Sales, Mergers and Acquisitions
Buying and Selling Businesses
- Explore your options when it comes to selling, merging, and acquiring businesses
- How to find an M & A advisor
- How to prepare your business for integration after a deal is finished
Businesses are sold, merged, and acquired every single day. For many entrepreneurs, this is a rare opportunity to acquire a massive sum of money – and financial security – by selling a business to a larger organisation.
When you navigate a successful sale, merger, or business acquisition, the benefits can be significant. However, when selling a business, if you make the wrong decisions, you can do serious damage to your business – and lose a lot of money in the process. You can lose customer confidence, sales, and more.
This is why if you’re buying a company or selling a company, you need expert advice, experienced representation, and confidential support. Preparing to buy or sell a business can take months or years of work in order to sell at the best possible price.
How does it work?
In a merger, two companies form one new one. An acquisition takes place when one company is purchased by another – and becomes its new owner. Mergers and acquisitions typically begin through a series of discussions between two companies’ Boards. From there, the Boards will enter negotiations, present a letter of intent, conduct due diligence, draft an agreement, and then execute the deal and make payment.

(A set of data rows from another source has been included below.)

use std::path::PathBuf;

use thiserror::Error;

/// Errors raised while obtaining or refreshing an OAuth token.
#[derive(Debug, Error)]
pub enum AuthError {
    #[error("Unable to read client secret file {path}: {source}")]
    SecretRead {
        path: PathBuf,
        source: std::io::Error,
    },

    #[error("Unable to parse client secret file into config: {0}")]
    SecretParse(String),

    #[error("Unable to read authorization code: {0}")]
    Prompt(std::io::Error),

    #[error("Token endpoint error (HTTP {code}): {message}")]
    TokenEndpoint { code: u16, message: String },

    #[error("Access token expired and no refresh token is available")]
    MissingRefreshToken,

    #[error(transparent)]
    Http(#[from] reqwest::Error),

    #[error(transparent)]
    Io(#[from] std::io::Error),

    #[error(transparent)]
    Json(#[from] serde_json::Error),
}
use super::error::LibraryError;
use super::types::MediaPage;

/// The listing capability the downloader depends on.
/// The production implementation is [`super::PhotosLibraryClient`].
#[async_trait::async_trait]
pub trait MediaLibrary: Send + Sync {
    /// Fetch one page. An empty `page_token` requests the first page.
    async fn search(&self, page_size: u32, page_token: &str) -> Result<MediaPage, LibraryError>;
}
use std::io::{BufRead, Write};

use tracing::warn;

use crate::error::DiningError;
use crate::simulation::RunReport;
use crate::strategy::StrategyKind;

#[derive(Debug, Clone, Copy, PartialEq, Eq)]
pub enum Choice {
    Run(StrategyKind),
    Exit,
}

// 0 で終了、1..=4 で戦略を選ぶ。それ以外は InvalidOption
pub fn parse_choice(line: &str) -> Result<Choice, DiningError> {
    let line = line.trim();
    let code: u8 = line
        .parse()
        .map_err(|_| DiningError::InvalidOption(line.to_string()))?;
    if code == 0 {
        return Ok(Choice::Exit);
    }
    StrategyKind::from_code(code)
        .map(Choice::Run)
        .ok_or_else(|| DiningError::InvalidOption(line.to_string()))
}

fn prompt<W: Write>(out: &mut W) -> Result<(), DiningError> {
    writeln!(out)?;
    writeln!(out, "=== Dining Philosophers: choose a solution ===")?;
    for kind in StrategyKind::ALL {
        writeln!(out, "{}) {}", kind.code(), kind.label())?;
    }
    writeln!(out, "0) Exit")?;
    write!(out, "> ")?;
    out.flush()?;
    Ok(())
}

/// 入力が 0 か EOF になるまでメニューを繰り返す
///
/// 不正な入力は報告してもう一度聞くだけで、哲学者は起動しない。
/// `run` が返したエラーはそのまま返して終了する。
pub fn run_menu<R, W, F>(mut input: R, mut out: W, mut run: F) -> Result<(), DiningError>
where
    R: BufRead,
    W: Write,
    F: FnMut(StrategyKind) -> Result<RunReport, DiningError>,
{
    let mut line = String::new();
    loop {
        prompt(&mut out)?;

        line.clear();
        if input.read_line(&mut line)? == 0 {
            return Ok(());
        }

        match parse_choice(&line) {
            Ok(Choice::Exit) => return Ok(()),
            Ok(Choice::Run(kind)) => {
                writeln!(out, "[{}] running...", kind.label())?;
                let report = run(kind)?;
                writeln!(out, "{report}")?;
            }
            Err(e) => {
                warn!(input = line.trim(), "rejected selector input");
                writeln!(out, "{e}")?;
            }
        }
    }
}

#[cfg(test)]
mod test {
    use super::*;
    use std::io::Cursor;
    use std::time::Duration;

    fn fake_report(kind: StrategyKind) -> RunReport {
        RunReport {
            kind,
            philosophers: Vec::new(),
            elapsed: Duration::ZERO,
            peak_diners: 0,
        }
    }

    #[test]
    fn test_parse_choice() {
        assert_eq!(parse_choice("0\n").unwrap(), Choice::Exit);
        assert_eq!(
            parse_choice(" 3 ").unwrap(),
            Choice::Run(StrategyKind::OrderedLock)
        );
        assert!(matches!(parse_choice("9"), Err(DiningError::InvalidOption(s)) if s == "9"));
        assert!(matches!(parse_choice("-1"), Err(DiningError::InvalidOption(_))));
        assert!(matches!(parse_choice("abc"), Err(DiningError::InvalidOption(_))));
    }

    #[test]
    fn test_invalid_option_loops_without_running() {
        let mut out = Vec::new();
        let mut runs = Vec::new();
        run_menu(Cursor::new("9\n0\n"), &mut out, |kind| {
            runs.push(kind);
            Ok(fake_report(kind))
        })
        .unwrap();

        let out = String::from_utf8(out).unwrap();
        assert!(runs.is_empty());
        assert!(out.contains("invalid option: 9"));
        // 2 回プロンプトが出ている
        assert_eq!(out.matches("0) Exit").count(), 2);
    }

    #[test]
    fn test_runs_selected_until_eof() {
        let mut out = Vec::new();
        let mut runs = Vec::new();
        run_menu(Cursor::new("1\n4\n"), &mut out, |kind| {
            runs.push(kind);
            Ok(fake_report(kind))
        })
        .unwrap();

        assert_eq!(runs, vec![StrategyKind::Monitor, StrategyKind::Arbiter]);
        let out = String::from_utf8(out).unwrap();
        assert!(out.contains("=== RESULTS: Waiter / arbiter ==="));
    }

    #[test]
    fn test_run_error_stops_menu() {
        let mut out = Vec::new();
        let result = run_menu(Cursor::new("2\n1\n"), &mut out, |_| {
            Err(DiningError::PhilosopherPanicked(3))
        });
        assert!(matches!(result, Err(DiningError::PhilosopherPanicked(3))));
    }
}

While smaller deals take less time and longer deals are more time consuming, a typical timetable for a merger or acquisition is approximately 6-9 months. These deals can also raise many complex accounting and legal issues.
This is why many companies hire experienced intermediaries to help connect buyers and sellers, negotiate on their behalf, take care of the paperwork, and conduct the necessary due diligence, typically in exchange for a percentage of the deal.